* [AIM OF THE EXERCISE]:
Below are some records. Pull every line that contains the word "Failed".

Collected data
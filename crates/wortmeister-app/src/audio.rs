use std::path::PathBuf;
use std::process::Stdio;

use anyhow::{Context, bail};
use tokio::process::Command;
use wortmeister_config::Config;
use wortmeister_config::audio::AudioConfig;
use wortmeister_gemini::AudioClip;

const CLIP_FILE: &str = "last.wav";

/// Write the clip as a WAV file and hand it to the configured player
pub async fn play_clip(config: &Config, clip: &AudioClip) -> anyhow::Result<PathBuf> {
    let dir = config.storage.audio_dir();
    tokio::fs::create_dir_all(&dir)
        .await
        .with_context(|| format!("Failed to create {}", dir.display()))?;

    let path = dir.join(CLIP_FILE);
    tokio::fs::write(&path, clip.to_wav())
        .await
        .with_context(|| format!("Failed to write {}", path.display()))?;

    run_command(&config.audio.player, &path.to_string_lossy()).await?;
    Ok(path)
}

/// Speak with the on-device synthesizer
pub async fn speak_on_device(config: &AudioConfig, text: &str) -> anyhow::Result<()> {
    run_command(&config.fallback_tts, text).await
}

/// Run `command_line` with `last_arg` appended, waiting for it to finish
async fn run_command(command_line: &str, last_arg: &str) -> anyhow::Result<()> {
    let mut parts = command_line.split_whitespace();
    let program = parts.next().context("Empty audio command")?;

    let status = Command::new(program)
        .args(parts)
        .arg(last_arg)
        .stdin(Stdio::null())
        .stdout(Stdio::null())
        .stderr(Stdio::null())
        .status()
        .await
        .with_context(|| format!("Failed to launch {program}"))?;

    if !status.success() {
        bail!("{program} exited with {status}");
    }

    Ok(())
}
mod analysis;
mod audio;
mod error;
mod prompt;
mod speech;
mod transport;
pub mod wire;

pub use analysis::AnalysisClient;
pub use audio::AudioClip;
pub use error::{AnalysisError, SpeechError, TransportError};
pub use prompt::{JSON_DIRECTIVE, analysis_prompt};
pub use speech::SpeechClient;
pub use transport::{ReqwestTransport, Transport};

* [EXERCISE RESULT]:
        .with_context(|| format!("Failed to create {}", dir.display()))?;
        .with_context(|| format!("Failed to write {}", path.display()))?;
        .with_context(|| format!("Failed to launch {program}"))?;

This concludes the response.